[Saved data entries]
-----
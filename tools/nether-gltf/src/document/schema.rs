//! glTF 2.0 JSON schema (the subset the importer consumes)

use serde::Deserialize;
use std::collections::BTreeMap;

use super::wire::{AccessorType, ComponentType, PrimitiveMode};

pub const EXT_DRACO_MESH_COMPRESSION: &str = "KHR_draco_mesh_compression";
pub const EXT_MATERIALS_PBR_SPECULAR_GLOSSINESS: &str = "KHR_materials_pbrSpecularGlossiness";
pub const EXT_MATERIALS_UNLIT: &str = "KHR_materials_unlit";
pub const EXT_TEXTURE_TRANSFORM: &str = "KHR_texture_transform";

/// Extensions the importer understands
pub const SUPPORTED_EXTENSIONS: &[&str] = &[
    EXT_DRACO_MESH_COMPRESSION,
    EXT_MATERIALS_PBR_SPECULAR_GLOSSINESS,
    EXT_MATERIALS_UNLIT,
    EXT_TEXTURE_TRANSFORM,
];

/// Root glTF object
#[derive(Debug, Clone, Default, Deserialize)]
#[serde(rename_all = "camelCase")]
pub struct Gltf {
    #[serde(default)]
    pub asset: Asset,
    pub scene: Option<usize>,
    #[serde(default)]
    pub scenes: Vec<Scene>,
    #[serde(default)]
    pub nodes: Vec<Node>,
    #[serde(default)]
    pub meshes: Vec<Mesh>,
    #[serde(default)]
    pub accessors: Vec<Accessor>,
    #[serde(default)]
    pub buffer_views: Vec<BufferView>,
    #[serde(default)]
    pub buffers: Vec<Buffer>,
    #[serde(default)]
    pub skins: Vec<Skin>,
    #[serde(default)]
    pub animations: Vec<Animation>,
    #[serde(default)]
    pub materials: Vec<Material>,
    #[serde(default)]
    pub textures: Vec<Texture>,
    #[serde(default)]
    pub samplers: Vec<Sampler>,
    #[serde(default)]
    pub images: Vec<Image>,
    #[serde(default)]
    pub extensions_used: Vec<String>,
    #[serde(default)]
    pub extensions_required: Vec<String>,
}

#[derive(Debug, Clone, Default, Deserialize)]
#[serde(rename_all = "camelCase")]
pub struct Asset {
    #[serde(default)]
    pub version: String,
    pub generator: Option<String>,
}

#[derive(Debug, Clone, Default, Deserialize)]
pub struct Scene {
    pub name: Option<String>,
    #[serde(default)]
    pub nodes: Vec<usize>,
}

#[derive(Debug, Clone, Default, Deserialize)]
pub struct Node {
    pub name: Option<String>,
    #[serde(default)]
    pub children: Vec<usize>,
    pub mesh: Option<usize>,
    pub skin: Option<usize>,
    /// Column-major local matrix; mutually exclusive with TRS
    pub matrix: Option<[f32; 16]>,
    pub translation: Option<[f32; 3]>,
    /// Quaternion, xyzw
    pub rotation: Option<[f32; 4]>,
    pub scale: Option<[f32; 3]>,
    pub weights: Option<Vec<f32>>,
}

#[derive(Debug, Clone, Default, Deserialize)]
pub struct Mesh {
    pub name: Option<String>,
    #[serde(default)]
    pub primitives: Vec<Primitive>,
    pub weights: Option<Vec<f32>>,
    pub extras: Option<MeshExtras>,
}

#[derive(Debug, Clone, Default, Deserialize)]
#[serde(rename_all = "camelCase")]
pub struct MeshExtras {
    pub target_names: Option<Vec<String>>,
}

/// Attribute name -> accessor index, in name order
pub type AttributeMap = BTreeMap<String, usize>;

#[derive(Debug, Clone, Default, Deserialize)]
pub struct Primitive {
    pub attributes: AttributeMap,
    pub indices: Option<usize>,
    pub material: Option<usize>,
    #[serde(default)]
    pub mode: PrimitiveMode,
    #[serde(default)]
    pub targets: Vec<AttributeMap>,
    #[serde(default)]
    pub extensions: PrimitiveExtensions,
}

#[derive(Debug, Clone, Default, Deserialize)]
pub struct PrimitiveExtensions {
    #[serde(rename = "KHR_draco_mesh_compression")]
    pub draco: Option<DracoExtension>,
}

/// `KHR_draco_mesh_compression` on a primitive
#[derive(Debug, Clone, Deserialize)]
#[serde(rename_all = "camelCase")]
pub struct DracoExtension {
    pub buffer_view: usize,
    /// Attribute name -> Draco unique attribute id
    pub attributes: BTreeMap<String, u32>,
}

#[derive(Debug, Clone, Deserialize)]
#[serde(rename_all = "camelCase")]
pub struct Accessor {
    pub buffer_view: Option<usize>,
    #[serde(default)]
    pub byte_offset: usize,
    pub component_type: ComponentType,
    pub count: usize,
    #[serde(rename = "type")]
    pub accessor_type: AccessorType,
    #[serde(default)]
    pub normalized: bool,
    pub min: Option<Vec<f64>>,
    pub max: Option<Vec<f64>>,
    pub sparse: Option<Sparse>,
    pub name: Option<String>,
}

#[derive(Debug, Clone, Deserialize)]
pub struct Sparse {
    pub count: usize,
    pub indices: SparseIndices,
    pub values: SparseValues,
}

#[derive(Debug, Clone, Deserialize)]
#[serde(rename_all = "camelCase")]
pub struct SparseIndices {
    pub buffer_view: usize,
    #[serde(default)]
    pub byte_offset: usize,
    pub component_type: ComponentType,
}

#[derive(Debug, Clone, Deserialize)]
#[serde(rename_all = "camelCase")]
pub struct SparseValues {
    pub buffer_view: usize,
    #[serde(default)]
    pub byte_offset: usize,
}

#[derive(Debug, Clone, Deserialize)]
#[serde(rename_all = "camelCase")]
pub struct BufferView {
    pub buffer: usize,
    #[serde(default)]
    pub byte_offset: usize,
    pub byte_length: usize,
    pub byte_stride: Option<usize>,
    pub name: Option<String>,
}

#[derive(Debug, Clone, Deserialize)]
#[serde(rename_all = "camelCase")]
pub struct Buffer {
    #[serde(default)]
    pub byte_length: usize,
    pub uri: Option<String>,
    pub name: Option<String>,
}

#[derive(Debug, Clone, Default, Deserialize)]
#[serde(rename_all = "camelCase")]
pub struct Skin {
    pub name: Option<String>,
    #[serde(default)]
    pub joints: Vec<usize>,
    pub inverse_bind_matrices: Option<usize>,
    pub skeleton: Option<usize>,
}

#[derive(Debug, Clone, Default, Deserialize)]
pub struct Animation {
    pub name: Option<String>,
    #[serde(default)]
    pub channels: Vec<Channel>,
    #[serde(default)]
    pub samplers: Vec<AnimationSampler>,
}

#[derive(Debug, Clone, Deserialize)]
pub struct Channel {
    pub sampler: usize,
    pub target: ChannelTarget,
}

#[derive(Debug, Clone, Deserialize)]
pub struct ChannelTarget {
    pub node: Option<usize>,
    pub path: String,
}

#[derive(Debug, Clone, Deserialize)]
pub struct AnimationSampler {
    pub input: usize,
    pub output: usize,
    pub interpolation: Option<String>,
}

#[derive(Debug, Clone, Default, Deserialize)]
#[serde(rename_all = "camelCase")]
pub struct Material {
    pub name: Option<String>,
    pub pbr_metallic_roughness: Option<PbrMetallicRoughness>,
    pub normal_texture: Option<TextureInfo>,
    pub occlusion_texture: Option<TextureInfo>,
    pub emissive_texture: Option<TextureInfo>,
    pub emissive_factor: Option<[f32; 3]>,
    pub alpha_mode: Option<String>,
    pub alpha_cutoff: Option<f32>,
    #[serde(default)]
    pub double_sided: bool,
    #[serde(default)]
    pub extensions: BTreeMap<String, serde_json::Value>,
}

#[derive(Debug, Clone, Default, Deserialize)]
#[serde(rename_all = "camelCase")]
pub struct PbrMetallicRoughness {
    pub base_color_factor: Option<[f32; 4]>,
    pub base_color_texture: Option<TextureInfo>,
    pub metallic_factor: Option<f32>,
    pub roughness_factor: Option<f32>,
    pub metallic_roughness_texture: Option<TextureInfo>,
}

#[derive(Debug, Clone, Deserialize)]
#[serde(rename_all = "camelCase")]
pub struct TextureInfo {
    pub index: usize,
    #[serde(default)]
    pub tex_coord: u32,
}

#[derive(Debug, Clone, Default, Deserialize)]
pub struct Texture {
    pub name: Option<String>,
    pub sampler: Option<usize>,
    pub source: Option<usize>,
}

/// Raw sampler state; unknown values fall back to defaults during material mapping
#[derive(Debug, Clone, Default, Deserialize)]
#[serde(rename_all = "camelCase")]
pub struct Sampler {
    pub mag_filter: Option<u32>,
    pub min_filter: Option<u32>,
    pub wrap_s: Option<u32>,
    pub wrap_t: Option<u32>,
}

#[derive(Debug, Clone, Default, Deserialize)]
#[serde(rename_all = "camelCase")]
pub struct Image {
    pub name: Option<String>,
    pub uri: Option<String>,
    pub mime_type: Option<String>,
    pub buffer_view: Option<usize>,
}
-----
WHAT YOU WILL DO: Work out how many lines above include the string "PrimitiveExtensions", then give that number alone.

PROBLEM SOLUTION: 2